In a 2013 oral history interview, Nengudi reflected on the riots: “It was truly an issue of a phoenix rising, because it really galvanized the arts community and it really became a family affair. You had a sense of being a part of something.” This was particularly apparent among writers and poets who formed groups like the Watts Writers Workshop. “The mind-set became different,” Nengudi recalled. “We no longer want to knock on the door; we want to create something for ourselves. And if we have to support that we will support it within ourselves.”
In the post-riot years, Nengudi taught at the Watts Towers Arts Center with Noah Purifoy, after which she moved to Japan and then to New York. In the 1970s she returned to Los Angeles, where she was a founding member of Studio Z, a performance collective supported in part by CETA, the Comprehensive Employment and Training Act program.
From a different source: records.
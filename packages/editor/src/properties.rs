//! # Property Editors
//!
//! Per-kind field schemas for the properties panel, and the translation of
//! one field edit into the store command that matches where the edited
//! block lives.

use crate::locator::{self, Containment};
use crate::mutations::{Mutation, MutationError};
use pagebuilder_document::{BlockId, BlockKind, Content, Document};
use serde_json::Value;

pub const HEADING_LEVELS: &[&str] = &["h2", "h3", "h4"];
pub const DIVIDER_STYLES: &[&str] = &["line", "dashed", "dotted", "thick"];
pub const CALLOUT_COLORS: &[&str] = &["blue", "green", "yellow", "red", "gray"];
pub const CALLOUT_ICONS: &[&str] = &["info", "warning", "success", "error", "note"];
pub const COLUMN_GAPS: &[&str] = &["sm", "md", "lg"];

#[derive(Debug, Clone, Copy, PartialEq, Eq)]
pub enum FieldKind {
    Text,
    Multiline,
    Url,
    /// One of a fixed set of values
    Choice(&'static [&'static str]),
}

#[derive(Debug, Clone, Copy, PartialEq, Eq)]
pub struct FieldSpec {
    pub name: &'static str,
    pub label: &'static str,
    pub kind: FieldKind,
}

const fn field(name: &'static str, label: &'static str, kind: FieldKind) -> FieldSpec {
    FieldSpec { name, label, kind }
}

const HEADER_FIELDS: &[FieldSpec] = &[
    field("eyebrow", "Eyebrow", FieldKind::Text),
    field("title", "Title", FieldKind::Text),
    field("author", "Author", FieldKind::Text),
    field("readingTime", "Reading Time", FieldKind::Text),
    field("publishDate", "Publish Date", FieldKind::Text),
    field("lede", "Lede", FieldKind::Multiline),
];

const TEXT_FIELDS: &[FieldSpec] = &[field("html", "Content", FieldKind::Multiline)];

const IMAGE_FIELDS: &[FieldSpec] = &[
    field("src", "Image URL", FieldKind::Url),
    field("alt", "Alt Text", FieldKind::Text),
    field("caption", "Caption", FieldKind::Text),
];

const HEADING_FIELDS: &[FieldSpec] = &[
    field("text", "Text", FieldKind::Text),
    field("level", "Level", FieldKind::Choice(HEADING_LEVELS)),
];

const SUBHEADING_FIELDS: &[FieldSpec] = &[field("text", "Text", FieldKind::Text)];

const DIVIDER_FIELDS: &[FieldSpec] = &[field("style", "Style", FieldKind::Choice(DIVIDER_STYLES))];

const CARD_FIELDS: &[FieldSpec] = &[
    field("title", "Title", FieldKind::Text),
    field("backgroundColor", "Background Color", FieldKind::Text),
];

const CALLOUT_FIELDS: &[FieldSpec] = &[
    field("text", "Text", FieldKind::Multiline),
    field("color", "Color", FieldKind::Choice(CALLOUT_COLORS)),
    field("icon", "Icon", FieldKind::Choice(CALLOUT_ICONS)),
];

const PRODUCT_CARD_FIELDS: &[FieldSpec] = &[
    field("image", "Image URL", FieldKind::Url),
    field("title", "Title", FieldKind::Text),
    field("description", "Description", FieldKind::Multiline),
    field("buttonText", "Button Text", FieldKind::Text),
    field("buttonLink", "Button Link", FieldKind::Url),
];

const TWO_COLUMN_FIELDS: &[FieldSpec] = &[field("gap", "Gap", FieldKind::Choice(COLUMN_GAPS))];

/// Editable fields of `kind`, in panel order
pub fn fields_for(kind: BlockKind) -> &'static [FieldSpec] {
    match kind {
        BlockKind::Header => HEADER_FIELDS,
        BlockKind::Text => TEXT_FIELDS,
        BlockKind::Image => IMAGE_FIELDS,
        BlockKind::Heading => HEADING_FIELDS,
        BlockKind::Subheading => SUBHEADING_FIELDS,
        BlockKind::Divider => DIVIDER_FIELDS,
        BlockKind::Card => CARD_FIELDS,
        BlockKind::Callout => CALLOUT_FIELDS,
        BlockKind::ProductCard => PRODUCT_CARD_FIELDS,
        BlockKind::TwoColumn => TWO_COLUMN_FIELDS,
    }
}

pub fn field_spec(kind: BlockKind, name: &str) -> Option<&'static FieldSpec> {
    fields_for(kind).iter().find(|f| f.name == name)
}

/// Check a single field edit against the schema of `kind`
pub fn check_field(kind: BlockKind, name: &str, value: &str) -> Result<(), MutationError> {
    let spec = field_spec(kind, name).ok_or_else(|| MutationError::UnknownField {
        kind,
        field: name.to_string(),
    })?;

    if let FieldKind::Choice(choices) = spec.kind {
        if !choices.contains(&value) {
            return Err(MutationError::InvalidValue {
                field: name.to_string(),
                value: value.to_string(),
            });
        }
    }
    Ok(())
}

/// The update command for a node living in `context`
pub fn scoped_update(context: &Containment, id: BlockId, patch: Content) -> Mutation {
    match context {
        Containment::TopLevel => Mutation::UpdateNode { node_id: id, patch },
        scope => Mutation::UpdateChild {
            scope: scope.clone(),
            node_id: id,
            patch,
        },
    }
}

/// Build the command for setting `field` of block `id` to `value`.
///
/// The block is located fresh in `doc`, so the command targets the
/// sequence the block is in right now.
pub fn property_mutation(doc: &Document, id: &BlockId, field: &str, value: &str) -> Result<Mutation, MutationError> {
    let located = locator::locate(doc, id).ok_or_else(|| MutationError::NodeNotFound(id.clone()))?;
    check_field(located.block.kind, field, value)?;

    let patch = Content::new().with(field, Value::String(value.to_string()));
    Ok(scoped_update(&located.context, id.clone(), patch))
}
Nengudi, Hassinger, Ulysses Jenkins, David Hammons, Barbara McCollough, and other members of Studio Z frequently gathered in Hammons’s studio space, a former ballroom on Slauson Avenue. The studio functioned as a workshop, music venue, meeting space, and artist salon where members discussed concepts and experimented with new materials and technology. Studio Z also held spontaneous performances and happenings in public spaces.
In Nengudi’s 1978 piece titled Ceremony for Freeway Fets,the artist orchestrated a gathering of dancers, musicians, and artists who performed beneath a freeway underpass whose tall pillars were topped with garlands Nengudi made from bundled pantyhose and fabric. Rising from the dirt, the concrete cylinders evoked palm trees sprouting from soil. Nengudi crowned performers in masks and headdresses constructed from the same knotted fabric and ceremonial robes made from unconventional materials. The performance, which lasted an hour, melded Yoruba rituals with Japanese avant-garde performance as participants danced to live musicians.
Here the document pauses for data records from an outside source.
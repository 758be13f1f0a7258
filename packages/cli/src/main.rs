mod commands;
mod config;

use clap::{Parser, Subcommand};
use colored::Colorize;
use commands::{export, init, inspect, ExportArgs, InitArgs, InspectArgs};
use tracing_subscriber::EnvFilter;

/// Pagebuilder CLI - build pages from blocks and export them as static HTML
#[derive(Parser, Debug)]
#[command(name = "pagebuilder")]
#[command(author, version, about, long_about = None)]
struct Cli {
    /// Log editor and export activity
    #[arg(short, long, global = true)]
    verbose: bool,

    #[command(subcommand)]
    command: Command,
}

#[derive(Subcommand, Debug)]
enum Command {
    /// Initialize a new Pagebuilder project with an example page
    Init(InitArgs),

    /// Export page files to static HTML
    Export(ExportArgs),

    /// Print the block outline of a page file
    Inspect(InspectArgs),
}

fn main() {
    let cli = Cli::parse();

    let default_level = if cli.verbose { "debug" } else { "warn" };
    tracing_subscriber::fmt()
        .with_env_filter(EnvFilter::try_from_default_env().unwrap_or_else(|_| EnvFilter::new(default_level)))
        .with_writer(std::io::stderr)
        .init();

    let result = std::env::current_dir()
        .map_err(anyhow::Error::from)
        .and_then(|cwd| {
            let cwd = cwd.display().to_string();
            match cli.command {
                Command::Init(args) => init(args, &cwd),
                Command::Export(args) => export(args, &cwd),
                Command::Inspect(args) => inspect(args, &cwd),
            }
        });

    if let Err(err) = result {
        eprintln!();
        eprintln!("{} {}", "Error:".red().bold(), err);
        eprintln!();
        std::process::exit(1);
    }
}
use crate::config::{Config, DEFAULT_CONFIG_NAME, PAGE_EXTENSION};
use anyhow::{anyhow, Result};
use clap::Args;
use colored::Colorize;
use pagebuilder_common::{save_document, RealFileSystem};
use pagebuilder_document::{BlockId, BlockKind, ColumnSide, Document, SiteSettings, SiteSettingsPatch};
use pagebuilder_editor::{DragSource, DropTarget, EditSession, Mutation};
use std::fs;
use std::path::PathBuf;

#[derive(Debug, Args)]
pub struct InitArgs {
    /// Page directory
    #[arg(short, long, default_value = "pages")]
    pub src_dir: String,

    /// Site name for the example page
    #[arg(long)]
    pub site_name: Option<String>,

    /// Force overwrite existing config
    #[arg(short, long)]
    pub force: bool,
}

pub fn init(args: InitArgs, cwd: &str) -> Result<()> {
    let config_path = PathBuf::from(cwd).join(DEFAULT_CONFIG_NAME);

    if config_path.exists() && !args.force {
        println!(
            "{} {} already exists",
            "⚠️".yellow(),
            DEFAULT_CONFIG_NAME.bright_white()
        );
        println!("Use --force to overwrite");
        return Ok(());
    }

    println!("{}", "📝 Initializing Pagebuilder project...".bright_blue().bold());

    let mut config = Config {
        src_dir: args.src_dir.clone(),
        ..Config::default()
    };
    if let Some(name) = args.site_name {
        config.site.site_name = name;
    }

    let src_dir = config.get_src_dir(cwd);
    if !src_dir.exists() {
        fs::create_dir_all(&src_dir)?;
        println!("  {} Created {}/", "✓".green(), args.src_dir);
    }

    let example_name = format!("example{}", PAGE_EXTENSION);
    let example_file = src_dir.join(&example_name);
    if !example_file.exists() || args.force {
        let page = example_page(&config.site)?;
        save_document(&mut RealFileSystem, &example_file, &page)?;
        println!("  {} Created {}", "✓".green(), example_name);
    }

    let config_json = serde_json::to_string_pretty(&config)?;
    fs::write(&config_path, config_json)?;

    println!("  {} Created {}", "✓".green(), DEFAULT_CONFIG_NAME);
    println!();
    println!("{}", "✅ Project initialized!".green().bold());
    println!();
    println!("Next steps:");
    println!("  1. Edit {}/{}", args.src_dir, example_name);
    println!("  2. Run: pagebuilder export");
    println!("  3. Check output in {}/", config.out_dir);

    Ok(())
}

/// A small page assembled the way the editor would: palette drops, then
/// property edits on the selection.
pub fn example_page(site: &SiteSettings) -> Result<Document> {
    let mut session = EditSession::new("init");

    let header = drop_new(&mut session, BlockKind::Header, DropTarget::Canvas)?;
    session.select(Some(header));
    session.edit_selected("author", &site.author)?;

    let columns = drop_new(&mut session, BlockKind::TwoColumn, DropTarget::Canvas)?;
    let card = drop_new(
        &mut session,
        BlockKind::Card,
        DropTarget::Column {
            two_column_id: columns.clone(),
            side: ColumnSide::Left,
        },
    )?;
    let text = drop_new(
        &mut session,
        BlockKind::Text,
        DropTarget::NestedCard {
            two_column_id: columns.clone(),
            side: ColumnSide::Left,
            card_id: card,
        },
    )?;
    drop_new(
        &mut session,
        BlockKind::Image,
        DropTarget::Column {
            two_column_id: columns,
            side: ColumnSide::Right,
        },
    )?;
    drop_new(&mut session, BlockKind::Callout, DropTarget::Canvas)?;

    session.select(Some(text));
    session.edit_selected("html", "<p>Edit this page in <strong>pages/</strong>, then export it.</p>")?;
    session.select(None);

    let settings = session.store_mut().update_site_settings(SiteSettingsPatch {
        site_name: Some(site.site_name.clone()),
        author: Some(site.author.clone()),
        base_url: Some(site.base_url.clone()),
    });
    if let Some(err) = settings.error() {
        return Err(anyhow!("{}", err));
    }

    Ok(session.document().clone())
}

/// Drop a new block of `kind` on `target`, returning its id
fn drop_new(session: &mut EditSession, kind: BlockKind, target: DropTarget) -> Result<BlockId> {
    session.begin_drag(DragSource::palette(kind));
    let outcome = session.end_drag(Some(target));

    match outcome.resolution.command() {
        Some(Mutation::InsertBlock { block, .. }) if outcome.is_applied() => Ok(block.id.clone()),
        _ => Err(anyhow!("could not place {} block: {:?}", kind, outcome.resolution)),
    }
}
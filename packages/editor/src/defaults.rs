//! Initial content for newly created blocks.

use pagebuilder_document::{BlockKind, Content};

/// Supplies the content a block starts with. Must not depend on document state.
pub trait ContentProvider {
    fn default_content(&self, kind: BlockKind) -> Content;
}

/// The stock content shipped with the palette
#[derive(Debug, Clone, Copy, Default)]
pub struct DefaultContent;

impl ContentProvider for DefaultContent {
    fn default_content(&self, kind: BlockKind) -> Content {
        default_content(kind)
    }
}

pub fn default_content(kind: BlockKind) -> Content {
    match kind {
        BlockKind::Header => Content::new()
            .with("eyebrow", "Health • Mental Training")
            .with("title", "The Power of Positive Self-Talk During Workouts")
            .with("author", "Your Name")
            .with("readingTime", "8 min read")
            .with("publishDate", "October 6, 2025")
            .with(
                "lede",
                "Mental strategies for motivation and performance – discover how the voice in your head \
                 can make you stronger, faster, and more confident in every workout.",
            ),

        BlockKind::Text => Content::new().with(
            "html",
            "<p>Have you ever noticed the voice in your head during a tough workout? \
             That internal conversation is called <strong>self-talk</strong>.</p>",
        ),

        BlockKind::Image => Content::new()
            .with("src", "https://placehold.co/800x400/png")
            .with("alt", "Placeholder image")
            .with("caption", ""),

        BlockKind::ProductCard => Content::new()
            .with("image", "https://placehold.co/300/png")
            .with("title", "Your Product Name")
            .with("description", "Describe benefits and features here.")
            .with("buttonText", "Shop Now")
            .with("buttonLink", "#"),

        BlockKind::Heading => Content::new().with("text", "Heading Text").with("level", "h2"),

        BlockKind::Subheading => Content::new().with("text", "Subheading Text"),

        BlockKind::Divider => Content::new().with("style", "line"),

        BlockKind::Card => Content::new()
            .with("title", "Card Title")
            .with("backgroundColor", "white"),

        BlockKind::Callout => Content::new()
            .with("text", "Important information goes here")
            .with("color", "blue")
            .with("icon", "info"),

        BlockKind::TwoColumn => Content::new()
            .with("leftColumnRatio", 50)
            .with("rightColumnRatio", 50)
            .with("gap", "md"),
    }
}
These women are getting their deserved, yet belated recognition in comprehensive group shows like “We Wanted a Revolution,” mounted several years ago at the Brooklyn Museum, and “Soul of a Nation,” shown at the Broad in Los Angeles. Betye Saar has a traveling exhibition of work she created in the 1980s and 1990s titled “Serious Moonlight,” currently on view in Switzerland at the Kunstmuseum Luzern. Nengudi is the 2023 recipient of the Nasher Prize from the Nasher Sculpture Center in Dallas and has concurrent solo shows at Dia Beacon and Sprüth Magers in New York opening in May. As present-day artists continue to grapple with the same challenges as their predecessors, the work of these trailblazers continues to inspire new artistic voices committed to charting their own paths forward.